Background: Health care professionals are in a unique position to enact health-related social change. Medicine is subject to regulation at the organizational, local, state, and national levels. Federal laws apply to physicians throughout the US; as such, federal policy affects physician practice intentions similarly. However, there is little research on state-level engagement in the political process and none on the participation by family medicine physicians.
Methods: This article examines the nature of physician civic engagement at the state level. Data were gathered and analyzed as part of the 2023 Council of Academic Family Medicine's (CAFM) Educational Research Alliance (CERA) survey of Family Medicine educators and practicing physicians. We used nonparametric statistics (Kruskal-Wallis tests) to analyze ordinal variables. Categorical variables were analyzed using χ2 tests. We used multivariable ordinal logistic regression to assess the joint effects of participant characteristics on study outcomes and to adjust for potential confounding.

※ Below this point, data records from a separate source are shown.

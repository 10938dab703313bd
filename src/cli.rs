//! Command-line interface

use std::path::PathBuf;

use clap::Parser;

/// Per-message JSON reshaping for streaming-connector pipelines
#[derive(Parser, Debug)]
#[command(name = "stream-remap")]
#[command(version, about, long_about = None)]
pub struct Cli {
    /// Path to configuration file (YAML)
    #[arg(short, long, env = "REMAP_CONFIG")]
    pub config: Option<PathBuf>,

    /// Mapping location override (local path or remote object key)
    #[arg(short, long, env = "REMAP_MAPPING")]
    pub mapping: Option<String>,

    /// Topic name attached to each stdin record
    #[arg(short, long, env = "REMAP_TOPIC", default_value = "")]
    pub topic: String,

    /// Connector name attached to each stdin record
    #[arg(long, env = "REMAP_CONNECTOR", default_value = "")]
    pub connector: String,

    /// Emit the projected object directly instead of wrapping it under
    /// the mapping root
    #[arg(long)]
    pub flat: bool,

    /// Log level (trace, debug, info, warn, error)
    #[arg(long, default_value = "info", env = "REMAP_LOG_LEVEL")]
    pub log_level: String,

    /// Log format (text, json)
    #[arg(long, env = "REMAP_LOG_FORMAT")]
    pub log_format: Option<String>,
}
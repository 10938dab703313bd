//! Error types for the remap engine

use std::io;

use thiserror::Error;

/// Result type alias for the remap engine
pub type Result<T> = std::result::Result<T, Error>;

/// Remap engine errors
#[derive(Error, Debug)]
pub enum Error {
    /// Configuration error
    #[error("Configuration error: {0}")]
    Config(String),

    /// Mapping document failed validation
    #[error("Invalid mapping: {0}")]
    Mapping(String),

    /// Path expression failed to parse
    #[error("Invalid path expression '{path}': {reason}")]
    Path {
        /// The offending path text
        path: String,
        /// Why it was rejected
        reason: String,
    },

    /// Inbound record payload is not valid JSON
    #[error("Record payload is not valid JSON: {0}")]
    RecordParse(String),

    /// Mapping source fetch error
    #[error("Mapping source error: {0}")]
    Source(String),

    /// Fetch exceeded its per-call deadline
    #[error("Mapping fetch timed out: {0}")]
    Timeout(String),

    /// Encryption envelope error
    #[error("Encryption error: {0}")]
    Crypto(String),

    /// IO error
    #[error("IO error: {0}")]
    Io(#[from] io::Error),

    /// JSON error
    #[error("JSON error: {0}")]
    Json(#[from] serde_json::Error),

    /// HTTP error
    #[error("HTTP error: {0}")]
    Http(#[from] reqwest::Error),

    /// Controller shutdown
    #[error("Shutdown")]
    Shutdown,
}

impl Error {
    /// Create a path error
    pub fn path(path: impl Into<String>, reason: impl Into<String>) -> Self {
        Self::Path {
            path: path.into(),
            reason: reason.into(),
        }
    }

    /// Whether another fetch attempt could plausibly succeed.
    ///
    /// Network, IO, and timeout failures clear on retry; a mapping
    /// document that failed validation or a payload that failed to
    /// parse never does.
    #[must_use]
    pub fn is_transient(&self) -> bool {
        matches!(
            self,
            Self::Source(_) | Self::Http(_) | Self::Io(_) | Self::Timeout(_)
        )
    }
}

#[cfg(test)]
mod tests {
    use super::*;

    #[test]
    fn path_error_names_the_expression() {
        let e = Error::path("items[x]", "unterminated bracket");
        let msg = e.to_string();
        assert!(msg.contains("items[x]"));
        assert!(msg.contains("unterminated bracket"));
    }

    #[test]
    fn mapping_error_display() {
        let e = Error::Mapping("topic 'orders': root must be non-empty".to_string());
        assert!(e.to_string().starts_with("Invalid mapping:"));
    }

    #[test]
    fn transience_splits_fetch_from_validation_failures() {
        assert!(Error::Source("connection reset".to_string()).is_transient());
        assert!(Error::Timeout("body fetch".to_string()).is_transient());
        assert!(!Error::Mapping("root must be non-empty".to_string()).is_transient());
        assert!(!Error::RecordParse("trailing garbage".to_string()).is_transient());
    }
}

Results: The policy question section of the survey received 709 responses, a response rate of 21%. Our results show a lack of civic engagement, including less than a third voting in state elections and only 4% making financial contributions to political campaigns. Seventeen percent of respondents reported considering relocating due to state health policies. For all questions, we observed variations by geographical region and gender.
Conclusions: Our findings provide a timely analysis of family medicine physician participation in the political process, the effect of specific health policies, and how these policies are comparatively received among family medicine physicians in the United States.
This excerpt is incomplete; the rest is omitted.